À seize heures trente, le soir et, éventuellement, la nuit :
Projet de loi de programmation, rejeté par l’Assemblée nationale après engagement de la procédure accélérée, des finances publiques pour les années 2023 à 2027 (texte n° 71, 2022-2023) ;
Projet de loi relatif à l’accélération de la production d’énergies renouvelables (procédure accélérée ; texte de la commission n° 83, 2022-2023).
Personne ne demande la parole ?…
La séance est levée.
(La séance est levée à vingt-trois heures quarante.)
nomination de membres d’une commission mixte paritaire
La liste des candidats désignés par la commission des affaires sociales pour faire partie de la commission mixte paritaire chargée de proposer un texte sur les dispositions restant en discussion du projet de loi portant mesures d’urgence relatives au fonctionnement du marché du travail en vue du plein emploi a été publiée conformément à l’article 8 quater du règlement.
Aucune opposition ne s’étant manifestée dans le délai d’une heure prévu par l’article 8 quater du règlement, cette liste est ratifiée.
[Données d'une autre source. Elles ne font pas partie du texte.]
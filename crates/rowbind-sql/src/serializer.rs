#[macro_use]
mod fmt;
use fmt::ToSql;

mod clause;
use clause::Clause;

mod delim;
use delim::Comma;

mod placeholder;
pub use placeholder::count_placeholders;
use placeholder::Placeholder;

// Fragment serializers
mod column_def;
mod statement;

use crate::stmt::Statement;

struct Formatter<'a> {
    /// Where to write the serialized SQL
    dst: &'a mut String,
}

/// Serialize a statement to a single-line SQL string terminated by `;`.
pub fn serialize(stmt: &Statement<'_>) -> String {
    let mut ret = String::new();

    let mut fmt = Formatter { dst: &mut ret };

    stmt.to_sql(&mut fmt);

    ret.push(';');
    ret
}
use chrono::{TimeZone, Utc};
use pretty_assertions::assert_eq;
use rowbind::args;
use tests::{models::Post, setup, OpKind};

fn post(title: &str) -> Post {
    Post::new(title, Utc.with_ymd_and_hms(2024, 3, 1, 12, 30, 45).unwrap())
}

#[test]
fn insert_then_find_by_primary_key_round_trips() {
    let mapper = setup();
    mapper.create_table::<Post>(false).unwrap();

    let mut written = post("hello");
    written.published = true;
    written.body = b"\x00\x01binary".to_vec();

    mapper.insert(&mut written).unwrap();
    assert_eq!(written.id, 1);

    let mut read = Post::with_id(written.id);
    mapper.find_by_primary_key(&mut read).unwrap();

    assert_eq!(read, written);
    assert_eq!(read.title, "hello");
    assert!(read.published);
    assert_eq!(read.rating, None);
    assert_eq!(
        read.created_at,
        Utc.with_ymd_and_hms(2024, 3, 1, 12, 30, 45).unwrap()
    );
}

#[test]
fn insert_assigns_increasing_ids() {
    let mapper = setup();
    mapper.create_table::<Post>(false).unwrap();

    let ids: Vec<i64> = ["a", "b", "c"]
        .into_iter()
        .map(|title| {
            let mut post = post(title);
            mapper.insert(&mut post).unwrap();
            post.id
        })
        .collect();

    assert_eq!(ids, [1, 2, 3]);
}

#[test]
fn statements_sent_to_the_backend() {
    let mapper = setup();
    let mut log = mapper.backend().log();

    mapper.create_table::<Post>(true).unwrap();
    let mut post = post("hello");
    mapper.insert(&mut post).unwrap();

    assert_eq!(
        log.pop().sql,
        "CREATE TABLE IF NOT EXISTS posts (id INTEGER PRIMARY KEY, title TEXT NOT NULL, published BOOLEAN, rating REAL, created_at DATETIME, body TEXT);"
    );

    let insert = log.pop();
    assert_eq!(insert.kind, OpKind::Execute);
    assert_eq!(
        insert.sql,
        "INSERT INTO posts (title, published, rating, created_at, body) VALUES (?, ?, ?, ?, ?);"
    );
    assert_eq!(insert.args.len(), 5);
    assert!(log.is_empty());
}

#[test]
fn update_reflects_only_the_changed_field() {
    let mapper = setup();
    mapper.create_table::<Post>(false).unwrap();

    for title in ["one", "two", "three", "four", "five"] {
        mapper.insert(&mut post(title)).unwrap();
    }

    let mut fifth = Post::with_id(5);
    mapper.find_by_primary_key(&mut fifth).unwrap();
    let before = fifth.clone();

    fifth.title = "changed".into();
    let updated = mapper.update(&fifth, "id = ?", args![5]).unwrap();
    assert_eq!(updated, 1);

    let mut after = Post::with_id(5);
    mapper.find_by_primary_key(&mut after).unwrap();

    assert_eq!(after.title, "changed");
    let mut expected = before;
    expected.title = "changed".into();
    assert_eq!(after, expected);

    // Other rows are untouched
    let mut fourth = Post::with_id(4);
    mapper.find_by_primary_key(&mut fourth).unwrap();
    assert_eq!(fourth.title, "four");
}

#[test]
fn update_by_primary_key() {
    let mapper = setup();
    mapper.create_table::<Post>(false).unwrap();

    let mut draft = post("draft");
    mapper.insert(&mut draft).unwrap();

    draft.published = true;
    draft.rating = Some(4.5);
    assert_eq!(mapper.update_by_primary_key(&draft).unwrap(), 1);

    let mut read = Post::with_id(draft.id);
    mapper.find_by_primary_key(&mut read).unwrap();
    assert_eq!(read, draft);
}

#[test]
fn find_all_on_empty_table_is_empty() {
    let mapper = setup();
    mapper.create_table::<Post>(false).unwrap();

    let mut posts = vec![post("stale")];
    mapper.select().find_all(&mut posts).unwrap();

    assert!(posts.is_empty());
}

#[test]
fn count_after_delete() {
    let mapper = setup();
    mapper.create_table::<Post>(false).unwrap();

    let mut posts = vec![post("a"), post("b"), post("c")];
    for post in &mut posts {
        mapper.insert(post).unwrap();
    }

    let deleted = mapper.delete_by_primary_key(&posts[1]).unwrap();
    assert_eq!(deleted, 1);

    assert_eq!(mapper.select().count::<Post>().unwrap(), 2);
    assert_eq!(
        mapper.backend().log().count(OpKind::Query),
        1,
        "count runs one query"
    );
}

#[test]
fn delete_with_clause() {
    let mapper = setup();
    mapper.create_table::<Post>(false).unwrap();

    for title in ["keep", "drop", "drop"] {
        mapper.insert(&mut post(title)).unwrap();
    }

    let deleted = mapper
        .delete(&Post::default(), "title = ?", args!["drop"])
        .unwrap();
    assert_eq!(deleted, 2);

    let mut left: Vec<Post> = vec![];
    mapper.select().find_all(&mut left).unwrap();
    assert_eq!(left.len(), 1);
    assert_eq!(left[0].title, "keep");
}

#[test]
fn create_table_if_not_exists_is_idempotent() {
    let mapper = setup();

    mapper.create_table::<Post>(true).unwrap();
    mapper.create_table::<Post>(true).unwrap();

    let err = mapper.create_table::<Post>(false).unwrap_err();
    assert!(err.is_backend());
    assert!(err.to_string().starts_with("create table posts: "));
}

#[test]
fn private_fields_are_not_persisted() {
    let mapper = setup();
    mapper.create_table::<Post>(false).unwrap();

    let mut written = post("private");
    written.set_views(42);
    mapper.insert(&mut written).unwrap();

    let mut read = Post::with_id(written.id);
    mapper.find_by_primary_key(&mut read).unwrap();

    assert_eq!(read.views(), 0);
}
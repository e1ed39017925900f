use super::{Field, TableSpec};

/// A record shape whose accessible fields can be enumerated.
///
/// Usually implemented with `#[derive(Fields)]`, which lists the struct's
/// `pub` fields in declaration order.
pub trait Fields: Sized + 'static {
    /// Name of the record type. Used as the default table name.
    const NAME: &'static str;

    /// Accessors for every accessible field, in declaration order.
    fn fields() -> Vec<Field<Self>>;
}

/// A record that can be mapped to a table.
///
/// Every instance of the type shares the same [`TableSpec`], which is
/// typically built once and kept in a static:
///
/// ```ignore
/// impl Record for User {
///     fn table_spec() -> &'static TableSpec {
///         static SPEC: OnceLock<TableSpec> = OnceLock::new();
///         SPEC.get_or_init(|| {
///             TableSpec::builder::<User>()
///                 .generic_other_fields()
///                 .set_primary_key("id")
///                 .build()
///         })
///     }
/// }
/// ```
pub trait Record: 'static {
    fn table_spec() -> &'static TableSpec;
}
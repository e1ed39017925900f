//! A small object-relational mapper.
//!
//! A record type describes its table once, as a [`TableSpec`], and the
//! [`Mapper`] uses that description to generate parameterized SQL for
//! create-table, insert, select, count, update and delete, binding record
//! fields to parameters and scanning result rows back into records.
//!
//! ```ignore
//! use rowbind::{Fields, Mapper, Record, TableSpec};
//! use std::sync::OnceLock;
//!
//! #[derive(Debug, Default, Fields)]
//! pub struct User {
//!     pub id: i64,
//!     pub name: String,
//! }
//!
//! impl Record for User {
//!     fn table_spec() -> &'static TableSpec {
//!         static SPEC: OnceLock<TableSpec> = OnceLock::new();
//!         SPEC.get_or_init(|| {
//!             TableSpec::builder::<User>()
//!                 .set_table("users")
//!                 .generic_other_fields()
//!                 .set_primary_key("id")
//!                 .build()
//!         })
//!     }
//! }
//!
//! let mapper = Mapper::new(rowbind::Sqlite::in_memory()?);
//! mapper.create_table::<User>(true)?;
//!
//! let mut user = User { name: "alice".into(), ..Default::default() };
//! mapper.insert(&mut user)?;
//! ```

// Lets code generated by `#[derive(Fields)]` refer to this crate by name from
// within the crate itself.
extern crate self as rowbind;

mod mapper;
pub use mapper::{Mapper, Select};

pub use rowbind_core::{args, driver, schema, stmt, Error, IntoError, Result};
pub use rowbind_core::{
    driver::{Backend, ExecResult, Row, Rows},
    schema::{Fields, Record, TableSpec},
    stmt::Value,
};

pub use rowbind_macros::Fields;

#[cfg(feature = "sqlite")]
pub use rowbind_driver_sqlite::Sqlite;
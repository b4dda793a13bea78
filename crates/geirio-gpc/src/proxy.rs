use geirio_config::remote::GpcConfig;
use geirio_types::{DefinitionBlock, Lang, MatchCandidate};
use serde::Deserialize;
use serde_json::Value;

use crate::GpcError;
use crate::extract;

/// Client for the thin proxy server, which performs the two-step
/// search+entry sequence server-side and returns one JSON envelope.
pub struct ProxyClient {
    http: reqwest::Client,
    base_url: String,
}

/// A resolved proxy lookup: the match the proxy picked plus its entry.
#[derive(Debug, Clone)]
pub struct ProxyLookup {
    pub candidate: MatchCandidate,
    pub definitions: Vec<DefinitionBlock>,
}

#[derive(Deserialize)]
struct ProxyEnvelope {
    #[serde(rename = "matchId")]
    match_id: String,
    entry: Value,
}

#[derive(Deserialize)]
struct ProxyError {
    error: Option<String>,
}

impl ProxyClient {
    pub fn new(config: &GpcConfig) -> Self {
        Self {
            http: reqwest::Client::new(),
            base_url: config.proxy_url.clone(),
        }
    }

    pub async fn lookup(&self, word: &str, lang: Lang) -> Result<ProxyLookup, GpcError> {
        let word = word.trim();
        if word.is_empty() {
            return Err(GpcError::EmptyQuery);
        }

        let url = format!("{}/api/lookup", self.base_url);
        let response = self
            .http
            .get(&url)
            .query(&[("word", word), ("lang", lang.as_str())])
            .send()
            .await?;

        let status = response.status();
        if !status.is_success() {
            let message = response
                .json::<ProxyError>()
                .await
                .ok()
                .and_then(|e| e.error)
                .unwrap_or_else(|| format!("HTTP {status}"));
            return Err(match status.as_u16() {
                404 => GpcError::NoMatch,
                400 => GpcError::BadRequest(message),
                _ => GpcError::Upstream(message),
            });
        }

        let envelope: ProxyEnvelope = response.json().await?;
        let definitions = entry_definitions(&envelope.entry);

        Ok(ProxyLookup {
            candidate: MatchCandidate::ById {
                id: envelope.match_id,
                headword: word.to_string(),
            },
            definitions,
        })
    }
}

/// Pull definition blocks out of a proxy entry payload.
///
/// The proxy forwards the entry either as the raw markup string or as a
/// markup-to-JSON conversion whose shape varies with the upstream response;
/// both are handled best-effort.
pub fn entry_definitions(entry: &Value) -> Vec<DefinitionBlock> {
    if let Some(markup) = entry.as_str() {
        return extract::definition_blocks(markup);
    }

    let mut texts = Vec::new();
    let mut pos = None;
    walk(entry, &mut texts, &mut pos);

    texts
        .into_iter()
        .enumerate()
        .map(|(i, text)| DefinitionBlock {
            text,
            part_of_speech: if i == 0 { pos.clone() } else { None },
        })
        .collect()
}

fn walk(value: &Value, texts: &mut Vec<String>, pos: &mut Option<String>) {
    match value {
        Value::Object(map) => {
            for (key, child) in map {
                match key.as_str() {
                    "p" | "definition" | "#text" | "_" => collect_text(child, texts),
                    "pos" => {
                        if pos.is_none() {
                            *pos = first_string(child);
                        }
                    }
                    _ => walk(child, texts, pos),
                }
            }
        }
        Value::Array(items) => {
            for item in items {
                walk(item, texts, pos);
            }
        }
        _ => {}
    }
}

fn collect_text(value: &Value, texts: &mut Vec<String>) {
    match value {
        Value::String(s) => {
            let cleaned = extract::strip_inline(s);
            if !cleaned.is_empty() {
                texts.push(cleaned);
            }
        }
        Value::Array(items) => {
            for item in items {
                collect_text(item, texts);
            }
        }
        Value::Object(map) => {
            // Converted mixed content keeps its text under "_" or "#text".
            for key in ["_", "#text"] {
                if let Some(inner) = map.get(key) {
                    collect_text(inner, texts);
                }
            }
        }
        _ => {}
    }
}

fn first_string(value: &Value) -> Option<String> {
    match value {
        Value::String(s) => Some(s.trim().to_string()).filter(|s| !s.is_empty()),
        Value::Array(items) => items.iter().find_map(first_string),
        Value::Object(map) => map.get("_").or_else(|| map.get("#text")).and_then(first_string),
        _ => None,
    }
}

#[cfg(test)]
mod tests {
    use super::*;
    use serde_json::json;

    #[test]
    fn string_entry_runs_markup_extraction() {
        let entry = json!("<entry><p>a greeting</p></entry>");
        let blocks = entry_definitions(&entry);
        assert_eq!(blocks.len(), 1);
        assert_eq!(blocks[0].text, "a greeting");
    }

    #[test]
    fn converted_entry_collects_definition_arrays() {
        let entry = json!({
            "entry": {
                "pos": ["n"],
                "definition": ["a dog", "a rascal"]
            }
        });
        let blocks = entry_definitions(&entry);
        assert_eq!(blocks.len(), 2);
        assert_eq!(blocks[0].text, "a dog");
        assert_eq!(blocks[0].part_of_speech.as_deref(), Some("n"));
        assert_eq!(blocks[1].part_of_speech, None);
    }

    #[test]
    fn mixed_content_text_is_found_under_underscore() {
        let entry = json!({
            "p": [{ "_": "sense <i>one</i>", "lang": "cy" }]
        });
        let blocks = entry_definitions(&entry);
        assert_eq!(blocks.len(), 1);
        assert_eq!(blocks[0].text, "sense one");
    }

    #[test]
    fn unrecognized_shape_yields_empty_list() {
        assert!(entry_definitions(&json!({ "unexpected": 42 })).is_empty());
        assert!(entry_definitions(&json!(null)).is_empty());
    }
}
Les représentants du Sénat à cette commission mixte paritaire sont :
Titulaires : Mmes Catherine Deroche, Frédérique Puissat, MM. Philippe Mouiller, Olivier Henno, Mmes Monique Lubin, Michelle Meunier et M. Martin Lévrier ;
Suppléantes : Mmes Pascale Gruny, Chantal Deseyne, Florence Lassarade, Annick Jacquemet, Annie Le Houerou, Maryse Carrère et Cathy Apourceau-Poly.